There are known, naturally occurring paramagnetic components of the cell that may become important for the label-free magnetic cell manipulation and separation given the increasing sophistication of the magnet and fluidics designs. An interesting example are magnetotactic bacteria that contain specialized organelles, magnetosomes, comprising magnetite crystals whose response to the vertical component of the geomagnetic field provide the sense of up-down direction, important for finding nutrients. This has been used to control the direction of a self-propelled motion of the magnetotactic bacteria using the magnetic field in laboratory conditions. A similar function of finding direction is attributed to the presence magnetite inclusions found in homing pigeons.

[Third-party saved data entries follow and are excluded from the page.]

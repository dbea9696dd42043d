//! The match state machine.
//!
//! A match moves through `DeterminingFirstMove -> SelectingDice ->
//! ResolvingComputerThrow -> ResolvingUserThrow -> Done`. Every random
//! step is a fair draw whose commitment is narrated before the user is
//! asked for input, and whose reveal is narrated right after the input
//! is accepted.
//!
//! An exit request at any prompt ends the match with
//! [`MatchEnd::Exited`]; the caller decides what to do with the process.

use rand::{Rng, TryCryptoRng};
use tracing::{debug, info};

use fd_core::{
    CoreError, Dice, FACE_COUNT, FairRandom, MIN_DICE, RevealRecord, Transcript, TranscriptEntry,
};

use crate::error::GameResult;
use crate::input::{Token, parse_token};
use crate::rules::{Outcome, Party, first_mover, take_die, throw_index};
use crate::surface::{MenuKind, Narration, Surface};

const MAX_OFFSET: u32 = FACE_COUNT as u32 - 1;

/// Whether a step produced a value or the user asked to leave.
#[derive(Debug, Clone, PartialEq, Eq)]
pub enum Step<T> {
    /// Carry on with this value.
    Next(T),
    /// The user asked to exit.
    Exit,
}

/// Summary of a completed match.
#[derive(Debug, Clone)]
pub struct MatchReport {
    /// Who picked a die first.
    pub first_mover: Party,
    /// The computer's die.
    pub computer_dice: Dice,
    /// The user's die.
    pub user_dice: Dice,
    /// The computer's throw.
    pub computer_throw: i64,
    /// The user's throw.
    pub user_throw: i64,
    /// The comparison result.
    pub outcome: Outcome,
    /// Every revealed draw.
    pub transcript: Transcript,
}

/// How a match ended.
#[derive(Debug, Clone)]
pub enum MatchEnd {
    /// All steps were played.
    Finished(Box<MatchReport>),
    /// The user exited. Holds the draws revealed so far.
    Exited(Transcript),
}

enum Phase {
    DeterminingFirstMove {
        pool: Vec<Dice>,
    },
    SelectingDice {
        pool: Vec<Dice>,
        first: Party,
    },
    ResolvingComputerThrow {
        first: Party,
        computer: Dice,
        user: Dice,
    },
    ResolvingUserThrow {
        first: Party,
        computer: Dice,
        user: Dice,
        computer_throw: i64,
    },
    Done(Box<MatchReport>),
}

/// Runs one match between the user and the computer.
///
/// `F` is the secure source for fair draws, `P` the ordinary generator
/// for the computer's dice pick.
pub struct GameController<F, P, S> {
    fair: FairRandom<F>,
    picker: P,
    surface: S,
    dice: Vec<Dice>,
    transcript: Transcript,
}

impl<F, P, S> GameController<F, P, S>
where
    F: TryCryptoRng,
    P: Rng,
    S: Surface,
{
    /// Create a controller for a validated dice set.
    pub fn new(fair: FairRandom<F>, picker: P, surface: S, dice: Vec<Dice>) -> GameResult<Self> {
        if dice.len() < MIN_DICE {
            return Err(CoreError::NotEnoughDice {
                found: dice.len(),
                required: MIN_DICE,
            }
            .into());
        }
        Ok(Self {
            fair,
            picker,
            surface,
            dice,
            transcript: Transcript::new(),
        })
    }

    /// The surface, for inspection after a match.
    pub fn surface(&self) -> &S {
        &self.surface
    }

    /// Play the match to the end or until the user exits.
    pub fn play(&mut self) -> GameResult<MatchEnd> {
        self.transcript = Transcript::new();
        let mut phase = Phase::DeterminingFirstMove {
            pool: self.dice.clone(),
        };
        loop {
            phase = match phase {
                Phase::DeterminingFirstMove { pool } => match self.determine_first_move()? {
                    Step::Next(first) => Phase::SelectingDice { pool, first },
                    Step::Exit => return self.exit(),
                },
                Phase::SelectingDice { pool, first } => match self.select_dice(pool, first)? {
                    Step::Next((computer, user)) => Phase::ResolvingComputerThrow {
                        first,
                        computer,
                        user,
                    },
                    Step::Exit => return self.exit(),
                },
                Phase::ResolvingComputerThrow {
                    first,
                    computer,
                    user,
                } => match self.resolve_throw(Party::Computer, &computer)? {
                    Step::Next(computer_throw) => Phase::ResolvingUserThrow {
                        first,
                        computer,
                        user,
                        computer_throw,
                    },
                    Step::Exit => return self.exit(),
                },
                Phase::ResolvingUserThrow {
                    first,
                    computer,
                    user,
                    computer_throw,
                } => match self.resolve_throw(Party::User, &user)? {
                    Step::Next(user_throw) => {
                        let outcome = Outcome::decide(user_throw, computer_throw);
                        Phase::Done(Box::new(MatchReport {
                            first_mover: first,
                            computer_dice: computer,
                            user_dice: user,
                            computer_throw,
                            user_throw,
                            outcome,
                            transcript: std::mem::take(&mut self.transcript),
                        }))
                    }
                    Step::Exit => return self.exit(),
                },
                Phase::Done(report) => {
                    info!(
                        outcome = ?report.outcome,
                        winner = ?report.outcome.winner(),
                        "match finished"
                    );
                    self.surface.narrate(Narration::Outcome(report.outcome))?;
                    return Ok(MatchEnd::Finished(report));
                }
            };
        }
    }

    fn exit(&mut self) -> GameResult<MatchEnd> {
        info!("user exited the match");
        self.surface.narrate(Narration::Exiting)?;
        Ok(MatchEnd::Exited(std::mem::take(&mut self.transcript)))
    }

    fn determine_first_move(&mut self) -> GameResult<Step<Party>> {
        self.surface.narrate(Narration::FirstMoveIntro)?;
        let draw = self.fair.draw(1)?;
        self.surface.narrate(Narration::Committed {
            max: draw.max(),
            commitment: draw.commitment(),
        })?;

        let options = numbered(2);
        let guess = match self.prompt(MenuKind::GuessBit, &options)? {
            Step::Next(guess) => guess as u32,
            Step::Exit => return Ok(Step::Exit),
        };

        let commitment = *draw.commitment();
        let reveal = draw.reveal();
        self.surface
            .narrate(Narration::GuessRevealed { reveal: &reveal })?;

        let first = first_mover(guess, reveal.value());
        info!(%first, "first move determined");
        self.transcript.record(TranscriptEntry {
            label: "first-move".into(),
            reveal: RevealRecord::new(&commitment, &reveal),
            user_input: guess,
            result: i64::from(guess == reveal.value()),
        });
        Ok(Step::Next(first))
    }

    /// Returns `(computer, user)` dice.
    fn select_dice(&mut self, pool: Vec<Dice>, first: Party) -> GameResult<Step<(Dice, Dice)>> {
        match first {
            Party::Computer => {
                let (computer, pool) = self.computer_pick(pool);
                self.surface.narrate(Narration::DiceChosen {
                    party: Party::Computer,
                    dice: &computer,
                    first: true,
                })?;
                let Step::Next((user, _)) = self.user_pick(pool)? else {
                    return Ok(Step::Exit);
                };
                self.surface.narrate(Narration::DiceChosen {
                    party: Party::User,
                    dice: &user,
                    first: false,
                })?;
                Ok(Step::Next((computer, user)))
            }
            Party::User => {
                let Step::Next((user, pool)) = self.user_pick(pool)? else {
                    return Ok(Step::Exit);
                };
                self.surface.narrate(Narration::DiceChosen {
                    party: Party::User,
                    dice: &user,
                    first: true,
                })?;
                let (computer, _) = self.computer_pick(pool);
                self.surface.narrate(Narration::DiceChosen {
                    party: Party::Computer,
                    dice: &computer,
                    first: false,
                })?;
                Ok(Step::Next((computer, user)))
            }
        }
    }

    fn computer_pick(&mut self, pool: Vec<Dice>) -> (Dice, Vec<Dice>) {
        let index = self.picker.random_range(0..pool.len());
        debug!(index, remaining = pool.len(), "computer picks a die");
        take_die(pool, index)
    }

    fn user_pick(&mut self, pool: Vec<Dice>) -> GameResult<Step<(Dice, Vec<Dice>)>> {
        let options: Vec<String> = pool.iter().map(Dice::to_string).collect();
        match self.prompt(MenuKind::ChooseDice, &options)? {
            Step::Next(index) => {
                debug!(index, remaining = pool.len(), "user picks a die");
                Ok(Step::Next(take_die(pool, index)))
            }
            Step::Exit => Ok(Step::Exit),
        }
    }

    fn resolve_throw(&mut self, party: Party, dice: &Dice) -> GameResult<Step<i64>> {
        self.surface.narrate(Narration::ThrowStart { party })?;
        let draw = self.fair.draw(MAX_OFFSET)?;
        self.surface.narrate(Narration::Committed {
            max: draw.max(),
            commitment: draw.commitment(),
        })?;

        let options = numbered(FACE_COUNT);
        let addend = match self.prompt(MenuKind::AddNumber, &options)? {
            Step::Next(addend) => addend as u32,
            Step::Exit => return Ok(Step::Exit),
        };

        let commitment = *draw.commitment();
        let reveal = draw.reveal();
        self.surface
            .narrate(Narration::ThrowRevealed { reveal: &reveal })?;

        let index = throw_index(reveal.value(), addend);
        self.surface.narrate(Narration::ThrowCombined {
            offset: reveal.value(),
            addend,
            index,
        })?;
        let value = dice.face(index);
        self.surface
            .narrate(Narration::ThrowValue { party, value })?;
        info!(%party, value, "throw resolved");

        self.transcript.record(TranscriptEntry {
            label: format!("{party}-throw"),
            reveal: RevealRecord::new(&commitment, &reveal),
            user_input: addend,
            result: value,
        });
        Ok(Step::Next(value))
    }

    /// Show a menu and read until a valid choice or an exit request.
    ///
    /// Invalid input and help requests never leave this loop.
    fn prompt(&mut self, kind: MenuKind, options: &[String]) -> GameResult<Step<usize>> {
        self.surface.narrate(Narration::Menu { kind, options })?;
        loop {
            let Some(line) = self.surface.read_choice()? else {
                debug!("input exhausted");
                return Ok(Step::Exit);
            };
            match parse_token(&line, options.len()) {
                Token::Choice(n) => return Ok(Step::Next(n)),
                Token::Exit => return Ok(Step::Exit),
                Token::Help => {
                    self.surface.show_help(&self.dice)?;
                    self.surface.narrate(Narration::Menu { kind, options })?;
                }
                Token::Invalid(reason) => {
                    self.surface.narrate(Narration::Invalid { reason: &reason })?;
                }
            }
        }
    }
}

fn numbered(count: usize) -> Vec<String> {
    (0..count).map(|i| i.to_string()).collect()
}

Other examples are related to the role of paramagnetic iron and manganese in cell biology, in particular as related to their being a part of a large family of proteins collectively known as metalloproteins. These include an oxygen-carrying protein, hemoglobin, an iron storage protein, ferritin, electron transfer proteins, cytochromes, and superoxide dismutases (manganese). The interconversion between low-spin to high-spin hemoglobin during the binding and release of molecular oxygen has been studied by Pauling and Coryell (1936) as a part of the program of elucidating the nature of chemical bond by quantum mechanics. The increasing hemoglobin concentration in the course of red blood cell maturation was tested for mature erythrocytes enrichment from hematopoietic cell cultures (Jin et al. 2012). The feasibility of erythrocyte depletion from whole blood preparations as a type of a “magnetic centrifuge” was tested (Moore et al. 2013) and considered for application to depletion of aging erythrocytes from stored blood for blood banking purposes (Jin et al. 2011). The theory of magnetophoresis links the field-induced cell motion to the underlying molecular mechanisms (Zborowski et al. 2003; Jin et al. 2008). The feasibility of label-free magnetic cell separation in applications to intraerythrocytic malaria detection has been demonstrated in the laboratory (Hackett et al. 2009; Zimmerman et al. 2006) and tested in field studies (Sumari et al. 2016; Karl et al. 2008). The separation of bacterial spores rich in paramagnetic element manganese (Mn) has been demonstrated and their magnetophoretic mobility analyzed quantitatively (Melnik et al. 2007; Sun et al. 2011). The separation of green algae genetically modified for elevated expression of ferritin was compared with that of the wild type (Buck et al. 2015). A practical system using permanent magnets for field operation for detecting paramagnetic contaminants in food or environmental water has been proposed and tested (Mirica et al. 2010).

9 Conclusions

The field of the magnetic cell separation and manipulation is highly dynamic in response to rapid advances in single cell analysis and molecular biology assays, in nanomedicine and in microanalytical systems and lab-on-a-chip applications, as well as new opportunities created by microfluidics and nanofluidics. The increasing availability of strong permanent magnets and access to superconducting magnets and separators, combined with better understanding and control of fluid dynamical forces in microchannels open new directions for the future magnetic cell separation approaches, such as label-free magnetic separation based on differences in the paramagnetic contribution from natural components of the cell (metalloproteins) and diamagnetic cell separation. This chapter is just a snapshot of a rapidly evolving field and the reader is well advised to consult the latest information, also available online, if this presentation was successful in providing motivation for further study.